### TASK
Take each line from the entries that holds "inside" and copy it out.

### SOURCE MATERIAL

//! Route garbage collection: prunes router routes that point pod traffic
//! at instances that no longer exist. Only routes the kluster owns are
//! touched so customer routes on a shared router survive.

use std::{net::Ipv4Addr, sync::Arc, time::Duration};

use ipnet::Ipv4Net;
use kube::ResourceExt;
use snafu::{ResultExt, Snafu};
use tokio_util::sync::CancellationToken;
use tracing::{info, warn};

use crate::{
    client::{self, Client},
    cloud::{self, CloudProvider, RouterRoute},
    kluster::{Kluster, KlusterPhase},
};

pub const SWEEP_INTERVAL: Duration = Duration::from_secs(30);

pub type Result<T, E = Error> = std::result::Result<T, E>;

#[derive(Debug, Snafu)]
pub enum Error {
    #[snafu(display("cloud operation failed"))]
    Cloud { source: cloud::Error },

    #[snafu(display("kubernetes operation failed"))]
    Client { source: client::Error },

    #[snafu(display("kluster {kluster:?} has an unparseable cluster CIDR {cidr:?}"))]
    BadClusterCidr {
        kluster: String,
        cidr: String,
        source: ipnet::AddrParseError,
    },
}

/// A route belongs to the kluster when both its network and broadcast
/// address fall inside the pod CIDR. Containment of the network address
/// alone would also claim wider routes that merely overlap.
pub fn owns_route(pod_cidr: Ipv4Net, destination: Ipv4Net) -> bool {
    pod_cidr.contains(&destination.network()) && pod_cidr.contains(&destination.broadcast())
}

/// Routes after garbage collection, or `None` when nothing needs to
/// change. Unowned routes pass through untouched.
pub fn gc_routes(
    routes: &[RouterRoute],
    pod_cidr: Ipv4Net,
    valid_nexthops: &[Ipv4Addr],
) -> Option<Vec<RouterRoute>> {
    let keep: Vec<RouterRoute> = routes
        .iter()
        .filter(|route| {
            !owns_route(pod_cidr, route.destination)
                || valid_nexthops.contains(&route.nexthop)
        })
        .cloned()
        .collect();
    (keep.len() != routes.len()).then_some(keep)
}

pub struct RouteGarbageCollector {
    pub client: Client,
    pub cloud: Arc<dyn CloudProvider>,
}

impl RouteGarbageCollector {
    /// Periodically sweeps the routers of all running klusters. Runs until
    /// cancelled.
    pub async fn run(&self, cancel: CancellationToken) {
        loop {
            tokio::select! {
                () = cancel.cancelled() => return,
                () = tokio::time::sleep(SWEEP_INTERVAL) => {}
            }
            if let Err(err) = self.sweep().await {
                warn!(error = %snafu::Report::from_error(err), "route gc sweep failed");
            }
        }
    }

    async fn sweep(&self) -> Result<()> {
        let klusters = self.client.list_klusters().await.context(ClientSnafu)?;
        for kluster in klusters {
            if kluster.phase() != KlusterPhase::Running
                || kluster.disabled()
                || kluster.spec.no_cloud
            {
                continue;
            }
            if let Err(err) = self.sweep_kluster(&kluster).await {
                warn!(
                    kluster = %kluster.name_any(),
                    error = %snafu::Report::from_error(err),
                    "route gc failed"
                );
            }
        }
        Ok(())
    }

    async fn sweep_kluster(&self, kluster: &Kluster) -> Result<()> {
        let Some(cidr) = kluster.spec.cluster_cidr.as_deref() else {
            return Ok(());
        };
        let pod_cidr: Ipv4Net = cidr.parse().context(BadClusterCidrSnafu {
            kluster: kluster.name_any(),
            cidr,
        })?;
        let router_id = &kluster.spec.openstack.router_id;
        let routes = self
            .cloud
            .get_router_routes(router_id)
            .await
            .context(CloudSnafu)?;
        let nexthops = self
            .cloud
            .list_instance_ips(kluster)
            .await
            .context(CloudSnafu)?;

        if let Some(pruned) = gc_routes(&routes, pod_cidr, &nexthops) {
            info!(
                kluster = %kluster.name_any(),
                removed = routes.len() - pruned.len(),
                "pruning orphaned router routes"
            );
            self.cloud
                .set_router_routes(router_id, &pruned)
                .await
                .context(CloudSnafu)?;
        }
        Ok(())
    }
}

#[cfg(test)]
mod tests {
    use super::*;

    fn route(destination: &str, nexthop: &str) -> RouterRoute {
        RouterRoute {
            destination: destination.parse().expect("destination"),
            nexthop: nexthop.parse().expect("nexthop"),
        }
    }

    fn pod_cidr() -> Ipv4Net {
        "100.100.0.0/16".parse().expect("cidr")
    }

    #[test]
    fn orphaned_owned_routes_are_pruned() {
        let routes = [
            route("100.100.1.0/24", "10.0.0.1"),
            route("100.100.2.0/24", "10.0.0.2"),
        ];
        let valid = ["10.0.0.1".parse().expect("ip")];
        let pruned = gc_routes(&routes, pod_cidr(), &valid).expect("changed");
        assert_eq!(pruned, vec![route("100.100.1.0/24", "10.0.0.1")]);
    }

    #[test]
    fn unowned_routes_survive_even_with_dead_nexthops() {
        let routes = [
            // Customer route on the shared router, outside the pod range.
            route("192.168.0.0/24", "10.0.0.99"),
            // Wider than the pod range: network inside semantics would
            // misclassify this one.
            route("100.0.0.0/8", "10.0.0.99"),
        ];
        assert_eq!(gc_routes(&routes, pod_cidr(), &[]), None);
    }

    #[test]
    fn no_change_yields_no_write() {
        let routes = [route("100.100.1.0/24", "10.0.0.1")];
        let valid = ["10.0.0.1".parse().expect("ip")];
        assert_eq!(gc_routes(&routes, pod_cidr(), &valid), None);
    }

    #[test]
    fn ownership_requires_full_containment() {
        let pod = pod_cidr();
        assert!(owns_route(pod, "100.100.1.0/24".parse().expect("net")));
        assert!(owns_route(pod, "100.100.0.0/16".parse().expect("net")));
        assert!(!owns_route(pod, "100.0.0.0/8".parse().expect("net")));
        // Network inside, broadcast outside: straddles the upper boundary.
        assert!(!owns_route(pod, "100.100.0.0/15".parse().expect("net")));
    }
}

### RESULT
/// address fall inside the pod CIDR. Containment of the network address
            // Wider than the pod range: network inside semantics would
        // Network inside, broadcast outside: straddles the upper boundary.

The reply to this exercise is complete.